• **Assigned task**:
A single number is required: how many lines in the entries hold the word "from".

• **Records shown**:
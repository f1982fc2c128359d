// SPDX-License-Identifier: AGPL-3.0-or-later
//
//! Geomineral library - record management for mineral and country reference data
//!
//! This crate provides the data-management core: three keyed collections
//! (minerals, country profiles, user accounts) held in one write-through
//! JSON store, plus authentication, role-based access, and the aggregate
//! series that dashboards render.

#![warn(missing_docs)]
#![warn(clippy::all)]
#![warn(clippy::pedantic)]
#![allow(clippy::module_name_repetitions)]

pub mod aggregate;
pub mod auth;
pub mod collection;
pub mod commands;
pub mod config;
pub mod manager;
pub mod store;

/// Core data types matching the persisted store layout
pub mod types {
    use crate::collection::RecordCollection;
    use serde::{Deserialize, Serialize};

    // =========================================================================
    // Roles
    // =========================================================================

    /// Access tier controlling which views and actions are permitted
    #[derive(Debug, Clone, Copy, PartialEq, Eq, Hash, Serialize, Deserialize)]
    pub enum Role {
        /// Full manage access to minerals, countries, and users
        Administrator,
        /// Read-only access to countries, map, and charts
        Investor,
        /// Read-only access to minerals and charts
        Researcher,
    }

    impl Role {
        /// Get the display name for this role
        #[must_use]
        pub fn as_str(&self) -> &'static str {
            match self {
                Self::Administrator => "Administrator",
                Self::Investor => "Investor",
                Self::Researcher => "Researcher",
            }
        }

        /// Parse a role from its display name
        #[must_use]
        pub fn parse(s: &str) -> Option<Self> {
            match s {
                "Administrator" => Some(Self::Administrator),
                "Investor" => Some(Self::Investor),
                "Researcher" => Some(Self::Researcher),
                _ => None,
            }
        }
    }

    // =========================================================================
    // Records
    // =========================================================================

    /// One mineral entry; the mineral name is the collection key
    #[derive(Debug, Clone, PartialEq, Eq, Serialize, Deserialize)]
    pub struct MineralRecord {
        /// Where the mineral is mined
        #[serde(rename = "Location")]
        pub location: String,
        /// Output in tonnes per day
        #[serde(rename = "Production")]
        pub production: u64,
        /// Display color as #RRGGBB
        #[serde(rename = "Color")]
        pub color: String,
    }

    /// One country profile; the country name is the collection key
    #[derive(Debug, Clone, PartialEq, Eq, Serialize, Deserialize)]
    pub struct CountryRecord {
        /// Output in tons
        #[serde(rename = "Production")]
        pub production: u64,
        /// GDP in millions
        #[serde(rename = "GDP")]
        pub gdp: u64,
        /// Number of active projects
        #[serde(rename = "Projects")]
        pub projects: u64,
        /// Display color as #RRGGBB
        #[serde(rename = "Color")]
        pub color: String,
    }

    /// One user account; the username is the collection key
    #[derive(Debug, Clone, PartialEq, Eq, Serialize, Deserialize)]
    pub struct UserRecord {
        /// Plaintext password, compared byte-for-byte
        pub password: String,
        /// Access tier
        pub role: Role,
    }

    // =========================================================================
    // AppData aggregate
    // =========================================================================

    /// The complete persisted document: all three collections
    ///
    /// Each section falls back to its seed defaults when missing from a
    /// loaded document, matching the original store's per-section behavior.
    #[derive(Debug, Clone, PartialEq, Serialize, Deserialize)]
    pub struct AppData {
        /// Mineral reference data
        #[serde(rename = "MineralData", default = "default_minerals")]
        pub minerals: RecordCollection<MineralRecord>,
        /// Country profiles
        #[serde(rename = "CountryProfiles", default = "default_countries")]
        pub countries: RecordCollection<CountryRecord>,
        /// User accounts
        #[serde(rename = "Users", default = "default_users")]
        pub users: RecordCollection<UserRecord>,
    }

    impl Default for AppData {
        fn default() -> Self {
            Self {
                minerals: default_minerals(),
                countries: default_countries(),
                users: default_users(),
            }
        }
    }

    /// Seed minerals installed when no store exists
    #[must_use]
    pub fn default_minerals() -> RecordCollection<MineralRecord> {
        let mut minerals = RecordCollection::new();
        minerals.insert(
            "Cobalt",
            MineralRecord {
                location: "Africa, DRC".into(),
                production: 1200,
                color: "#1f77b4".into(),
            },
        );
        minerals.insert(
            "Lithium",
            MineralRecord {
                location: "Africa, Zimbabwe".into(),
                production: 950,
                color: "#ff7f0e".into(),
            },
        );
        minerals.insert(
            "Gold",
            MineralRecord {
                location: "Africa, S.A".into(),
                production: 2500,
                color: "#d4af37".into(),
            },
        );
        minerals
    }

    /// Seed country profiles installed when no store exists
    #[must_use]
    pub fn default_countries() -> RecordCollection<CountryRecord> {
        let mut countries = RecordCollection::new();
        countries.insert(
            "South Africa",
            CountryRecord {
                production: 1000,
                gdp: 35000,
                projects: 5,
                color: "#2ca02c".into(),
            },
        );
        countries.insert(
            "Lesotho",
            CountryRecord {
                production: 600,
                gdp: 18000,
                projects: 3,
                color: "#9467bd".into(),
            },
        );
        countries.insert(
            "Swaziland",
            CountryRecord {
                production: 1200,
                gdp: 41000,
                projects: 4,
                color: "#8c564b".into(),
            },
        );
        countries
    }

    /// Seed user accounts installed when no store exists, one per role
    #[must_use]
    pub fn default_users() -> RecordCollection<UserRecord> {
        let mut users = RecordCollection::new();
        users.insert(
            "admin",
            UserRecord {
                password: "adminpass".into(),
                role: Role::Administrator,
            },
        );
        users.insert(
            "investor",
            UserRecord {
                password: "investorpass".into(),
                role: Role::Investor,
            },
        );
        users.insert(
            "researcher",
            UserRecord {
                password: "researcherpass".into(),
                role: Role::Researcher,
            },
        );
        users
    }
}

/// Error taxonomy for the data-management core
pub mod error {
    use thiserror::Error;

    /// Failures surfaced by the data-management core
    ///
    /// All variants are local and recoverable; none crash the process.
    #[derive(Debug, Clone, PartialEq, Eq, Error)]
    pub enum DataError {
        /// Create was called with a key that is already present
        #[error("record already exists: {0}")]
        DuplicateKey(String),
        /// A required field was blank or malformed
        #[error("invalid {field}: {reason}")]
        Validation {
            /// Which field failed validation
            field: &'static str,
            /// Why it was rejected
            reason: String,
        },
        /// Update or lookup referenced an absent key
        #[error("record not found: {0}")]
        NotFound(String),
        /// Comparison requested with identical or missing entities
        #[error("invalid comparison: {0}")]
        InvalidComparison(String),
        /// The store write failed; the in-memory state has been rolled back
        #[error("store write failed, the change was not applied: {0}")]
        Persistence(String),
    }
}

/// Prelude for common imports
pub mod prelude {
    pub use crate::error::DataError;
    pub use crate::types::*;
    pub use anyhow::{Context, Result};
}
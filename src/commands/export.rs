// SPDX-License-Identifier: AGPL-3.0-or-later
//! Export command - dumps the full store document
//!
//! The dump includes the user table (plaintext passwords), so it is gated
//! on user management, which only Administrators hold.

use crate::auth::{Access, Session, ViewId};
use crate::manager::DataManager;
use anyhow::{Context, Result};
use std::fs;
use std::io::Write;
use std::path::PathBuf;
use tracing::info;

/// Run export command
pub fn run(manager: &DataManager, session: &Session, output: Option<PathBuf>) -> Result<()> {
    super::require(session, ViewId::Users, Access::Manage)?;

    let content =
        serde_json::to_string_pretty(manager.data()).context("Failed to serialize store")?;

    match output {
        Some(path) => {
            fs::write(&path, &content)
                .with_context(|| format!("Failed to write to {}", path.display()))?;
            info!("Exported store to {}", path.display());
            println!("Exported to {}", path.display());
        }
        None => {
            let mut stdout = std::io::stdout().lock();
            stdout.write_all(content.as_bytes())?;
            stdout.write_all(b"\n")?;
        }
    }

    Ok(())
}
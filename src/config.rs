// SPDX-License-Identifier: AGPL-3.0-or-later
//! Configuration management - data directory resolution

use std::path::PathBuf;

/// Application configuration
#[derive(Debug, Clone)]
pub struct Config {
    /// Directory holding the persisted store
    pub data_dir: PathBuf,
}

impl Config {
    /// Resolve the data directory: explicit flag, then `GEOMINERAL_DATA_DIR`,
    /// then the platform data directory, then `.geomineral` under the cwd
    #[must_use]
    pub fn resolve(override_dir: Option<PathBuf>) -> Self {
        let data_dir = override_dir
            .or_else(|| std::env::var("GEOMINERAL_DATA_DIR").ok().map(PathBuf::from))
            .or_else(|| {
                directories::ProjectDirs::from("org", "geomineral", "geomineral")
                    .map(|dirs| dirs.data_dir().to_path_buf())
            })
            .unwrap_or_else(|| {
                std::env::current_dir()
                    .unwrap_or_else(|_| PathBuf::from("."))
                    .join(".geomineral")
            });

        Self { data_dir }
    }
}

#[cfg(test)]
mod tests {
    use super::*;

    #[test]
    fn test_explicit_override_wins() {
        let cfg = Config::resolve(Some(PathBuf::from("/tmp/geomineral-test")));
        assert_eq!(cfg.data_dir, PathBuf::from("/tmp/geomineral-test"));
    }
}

• **Exercise response**:
7